Today, we announce the public availability of Amazon’s state-of-the-art Alexa Teacher Model with 20 billion parameters (AlexaTM 20B) through Amazon SageMaker JumpStart, SageMaker’s machine learning hub. AlexaTM 20B is a multilingual large-scale sequence-to-sequence (seq2seq) language model developed by Amazon. You can use AlexaTM 20B for a wide range of industry use-cases, from summarizing financial reports to question answering for customer service chatbots. It can be applied even when there are only a few available training examples, or even none at all. AlexaTM 20B outperforms a 175 billion GPT-3 model on zero-shot learning tasks such as SuperGLUE and shows state-of-the-art performance for multilingual zero-shot tasks such as XNLI.
In this post, we provide an overview of how to deploy and run inference with the AlexaTM 20B model programmatically through JumpStart APIs, available in the SageMaker Python SDK. We exemplify how you can use this model to translate between multiple languages, summarize long-form text, answer questions based on a given context and generate text that appears indistinguishable from human-written text.
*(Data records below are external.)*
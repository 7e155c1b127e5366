pub mod chars;
pub mod lexer;
pub mod span;
pub mod xpath;

#[cfg(test)]
mod lexer_test;
#[cfg(test)]
mod xpath_test;

pub use chars::{BraceContext, CharState, classify};
pub use lexer::StructuralLexer;
pub use span::{Position, Span};

use serde::Serialize;

use crate::config::DialectConfig;

/// The three bracket families of the expression language, tracked
/// independently so a `}` can never be paired with a `(`.
#[derive(Debug, Clone, Copy, PartialEq, Eq, Serialize)]
pub enum Bracket {
    Paren,
    Square,
    Curly,
}

impl Bracket {
    pub fn open_char(self) -> char {
        match self {
            Bracket::Paren => '(',
            Bracket::Square => '[',
            Bracket::Curly => '{',
        }
    }

    pub fn close_char(self) -> char {
        match self {
            Bracket::Paren => ')',
            Bracket::Square => ']',
            Bracket::Curly => '}',
        }
    }
}

/// Coarse token category. Markup kinds come from the structural lexer,
/// `Expr*` kinds from the embedded expression lexer.
#[derive(Debug, Clone, Copy, PartialEq, Eq, Serialize)]
pub enum TokenKind {
    // Markup
    TagStart,         // `<` of a start tag
    CloseTagStart,    // `</`
    TagEnd,           // `>`
    SelfCloseTagEnd,  // `/>`
    ElementName,
    CloseElementName,
    AttributeName,
    AttributeEquals,  // `=`
    AttributeValue,   // quoted literal value, quotes included
    AttributeQuote,   // delimiter of an expression-bearing value
    Text,
    EntityRef,
    Comment,
    Cdata,
    ProcessingInstruction,
    Dtd,
    HoleOpen,         // `{` opening an attribute/text value template hole
    HoleClose,        // `}` closing one
    // Expression
    ExprString,
    ExprNumber,
    ExprVariable,     // `$name`
    ExprFunction,     // name lexically followed by `(`
    ExprFunctionRef,  // `name#arity`
    ExprNodeTest,     // node()/text()/element(...) style tests
    ExprName,         // bare QName / axis name
    ExprKeyword,      // for/let/some/every/if/then/else/return/satisfies/in
    ExprAxis,         // `::`
    ExprOperator,
    ExprComma,
    ExprComment,      // `(: ... :)`
    ExprOpen(Bracket),
    ExprClose(Bracket),
}

/// Lexical-level defect attached to a token; never fatal.
#[derive(Debug, Clone, Copy, PartialEq, Eq, Serialize)]
pub enum TokenError {
    UnclosedString,
    UnclosedEntity,
    UnclosedComment,
    UnclosedRegion,
    InvalidNumber,
}

/// One token of the flat document stream. Immutable once emitted except
/// for the `error` tag and the `referenced` mark set during resolution.
#[derive(Debug, Clone, PartialEq, Serialize)]
pub struct Token {
    pub line: u32,
    pub start_col: u32,
    /// Length in UTF-16 code units (single-line tokens) or total code
    /// units covered (multi-line raw regions).
    pub length: u32,
    pub value: String,
    pub char_state: CharState,
    pub kind: TokenKind,
    pub error: Option<TokenError>,
    pub referenced: bool,
}

impl Token {
    pub fn span(&self) -> Span {
        let end_col = if self.value.contains('\n') {
            let last = self.value.rsplit('\n').next().unwrap_or("");
            last.encode_utf16().count() as u32
        } else {
            self.start_col + self.length
        };
        let end_line = self.line + self.value.matches('\n').count() as u32;
        Span::new(
            Position::new(self.line, self.start_col),
            Position::new(end_line, end_col),
        )
    }

    /// Variable name without the `$` sigil, or the raw value for
    /// non-variable tokens.
    pub fn variable_name(&self) -> &str {
        self.value.strip_prefix('$').unwrap_or(&self.value)
    }

    /// Local part of a possibly prefixed name (`xsl:template` -> `template`).
    pub fn local_name(&self) -> &str {
        local_name(&self.value)
    }

    /// Function name for `ExprFunctionRef` tokens (`f#2` -> `f`).
    pub fn function_ref_name(&self) -> &str {
        self.value.split('#').next().unwrap_or(&self.value)
    }

    /// Arity for `ExprFunctionRef` tokens (`f#2` -> Some(2)).
    pub fn function_ref_arity(&self) -> Option<usize> {
        self.value.split('#').nth(1)?.parse().ok()
    }
}

/// Local part of a possibly prefixed QName.
pub fn local_name(name: &str) -> &str {
    match name.rsplit_once(':') {
        Some((_, local)) => local,
        None => name,
    }
}

/// Namespace prefix of a QName, if any.
pub fn name_prefix(name: &str) -> Option<&str> {
    name.rsplit_once(':').map(|(p, _)| p)
}

/// Full structural + expression tokenization of one document.
/// Never fails; malformed input yields tokens with `error` tags.
pub fn tokenize(text: &str, config: &DialectConfig) -> Vec<Token> {
    StructuralLexer::new(text, config).run()
}
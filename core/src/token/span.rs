use std::fmt;

use serde::Serialize;

/// A point in a document. `line` and `column` are 0-based; columns count
/// UTF-16 code units so positions line up with editor conventions.
#[derive(Debug, Clone, Copy, Default, PartialEq, Eq, Serialize)]
pub struct Position {
    pub line: u32,
    pub column: u32,
}

impl Position {
    pub fn new(line: u32, column: u32) -> Self {
        Self { line, column }
    }

    pub fn start() -> Self {
        Self { line: 0, column: 0 }
    }
}

impl fmt::Display for Position {
    fn fmt(&self, f: &mut fmt::Formatter<'_>) -> fmt::Result {
        write!(f, "{}:{}", self.line, self.column)
    }
}

#[derive(Debug, Clone, Copy, PartialEq, Eq, Serialize)]
pub struct Span {
    pub start: Position,
    pub end: Position,
}

impl Span {
    pub fn new(start: Position, end: Position) -> Self {
        Self { start, end }
    }

    pub fn single(pos: Position) -> Self {
        Self { start: pos, end: pos }
    }
}

impl fmt::Display for Span {
    fn fmt(&self, f: &mut fmt::Formatter<'_>) -> fmt::Result {
        if self.start.line == self.end.line {
            write!(f, "{}:{}-{}", self.start.line, self.start.column, self.end.column)
        } else {
            write!(f, "{}-{}", self.start, self.end)
        }
    }
}

/// Width of a char in UTF-16 code units, for column accounting.
#[inline]
pub fn utf16_width(c: char) -> u32 {
    c.len_utf16() as u32
}
use crate::token::{Bracket, Position};

/// A variable introduced by a binding element's name attribute or by a
/// range-variable binder keyword. `token_index` points at the defining
/// token in the pass's token slice; the `referenced` mark lives on the
/// token itself.
#[derive(Debug, Clone, PartialEq, Eq)]
pub struct VariableBinding {
    pub token_index: usize,
    pub name: String,
}

/// Structural scope frame, one per open element. Popping restores the
/// visibility that existed before the element opened, since visibility
/// is computed by walking the live stack.
#[derive(Debug)]
pub struct ScopeFrame {
    /// Element name as written, for close-tag matching.
    pub name: String,
    pub open_pos: Position,
    /// Bindings visible inside this element: contributed by child
    /// binding elements that have already closed.
    pub vars: Vec<VariableBinding>,
    /// Binding this element itself defines. Not visible to its own
    /// descendants; unioned into the parent frame when it closes so
    /// later siblings can see it.
    pub own_binding: Option<VariableBinding>,
    /// Namespace prefixes introduced on this element; dropped with it.
    pub prefixes: Vec<String>,
}

/// State for a function call attached to an open paren.
#[derive(Debug)]
pub struct CallInfo {
    pub name_token: usize,
    /// Top-level commas seen so far.
    pub commas: usize,
    /// A fat-arrow pipe injects the left operand as a leading argument.
    pub injected: bool,
}

/// What pushed an expression frame.
#[derive(Debug)]
pub enum FrameKind {
    /// A whole delegated region: expression attribute or template hole.
    Region,
    /// `for` / `let` / `some` / `every`.
    Binder,
    /// `then`; popped by `else` so branch bindings do not leak.
    Branch,
    /// An explicit bracket pair.
    Bracket {
        bracket: Bracket,
        open_token: usize,
        call: Option<CallInfo>,
        /// Set for map-constructor braces: alternating key/value
        /// bookkeeping across top-level commas and colons.
        map: bool,
        seen_colon: bool,
        saw_argument: bool,
    },
}

#[derive(Debug)]
pub struct ExpressionFrame {
    pub kind: FrameKind,
    pub vars: Vec<VariableBinding>,
    /// Index into `vars` of a binding still mid-definition; skipped
    /// during resolution so `let $x := $x` cannot see itself.
    pub defining: Option<usize>,
    /// The next variable token is a new binding, not a reference.
    pub awaiting_binder: bool,
}

impl ExpressionFrame {
    pub fn region() -> Self {
        Self {
            kind: FrameKind::Region,
            vars: Vec::new(),
            defining: None,
            awaiting_binder: false,
        }
    }

    pub fn binder() -> Self {
        Self {
            kind: FrameKind::Binder,
            vars: Vec::new(),
            defining: None,
            awaiting_binder: true,
        }
    }

    pub fn branch() -> Self {
        Self {
            kind: FrameKind::Branch,
            vars: Vec::new(),
            defining: None,
            awaiting_binder: false,
        }
    }

    pub fn bracket(bracket: Bracket, open_token: usize, call: Option<CallInfo>, map: bool) -> Self {
        Self {
            kind: FrameKind::Bracket {
                bracket,
                open_token,
                call,
                map,
                seen_colon: false,
                saw_argument: false,
            },
            vars: Vec::new(),
            defining: None,
            awaiting_binder: false,
        }
    }

    /// Bindings fully defined in this frame, visible to a reference.
    pub fn visible(&self) -> impl Iterator<Item = &VariableBinding> {
        self.vars
            .iter()
            .enumerate()
            .rev()
            .filter(|(i, _)| Some(*i) != self.defining)
            .map(|(_, b)| b)
    }
}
AlexaTM 20B and in-context learning
The Alexa Teacher Model (AlexaTM) program by Amazon Alexa AI is designed to build large-scale, multilingual deep learning models (primarily Transformer-based), aiming to improve generalization and handling data scarcity for downstream tasks. With large-scale pre-training, teacher models can generalize well to learn new tasks from sparse data and help developers improve performance on downstream tasks. AlexaTM 20B has shown competitive performance on common natural language processing (NLP) benchmarks and tasks, such as machine translation, data generation and summarization.
Using foundation models such as AlexaTM 20B reduces the need for expensive model pre-training and provides a state-of-the-art starting point to develop task models with less effort and less task-specific training data. One of the key abilities of foundation models is that we can teach a model to perform new tasks such as question and answering in different languages, with very small amounts of input examples and no fine-tuning or gradient updates required. This is known as in-context learning. With only a few examples of a new task provided as context for inference, the AlexaTM 20B model can transfer knowledge from what has been learned during large-scale pre-training, even across languages. This is called few-shot learning. In some cases, the model can perform well without any training data at all, with only an explanation of what should be predicted. This is called zero-shot learning. For example, let’s say we are using AlexaTM 20B for one-shot natural language generation. The input passed to the model is the training example in the form of attribute-value pairs, along with its corresponding output text narrative. The test example is then appended to form the full input prompt, as shown in the following figure.
To learn more about the model, check out 20B-parameter Alexa model sets new marks in few-shot learning or the original paper.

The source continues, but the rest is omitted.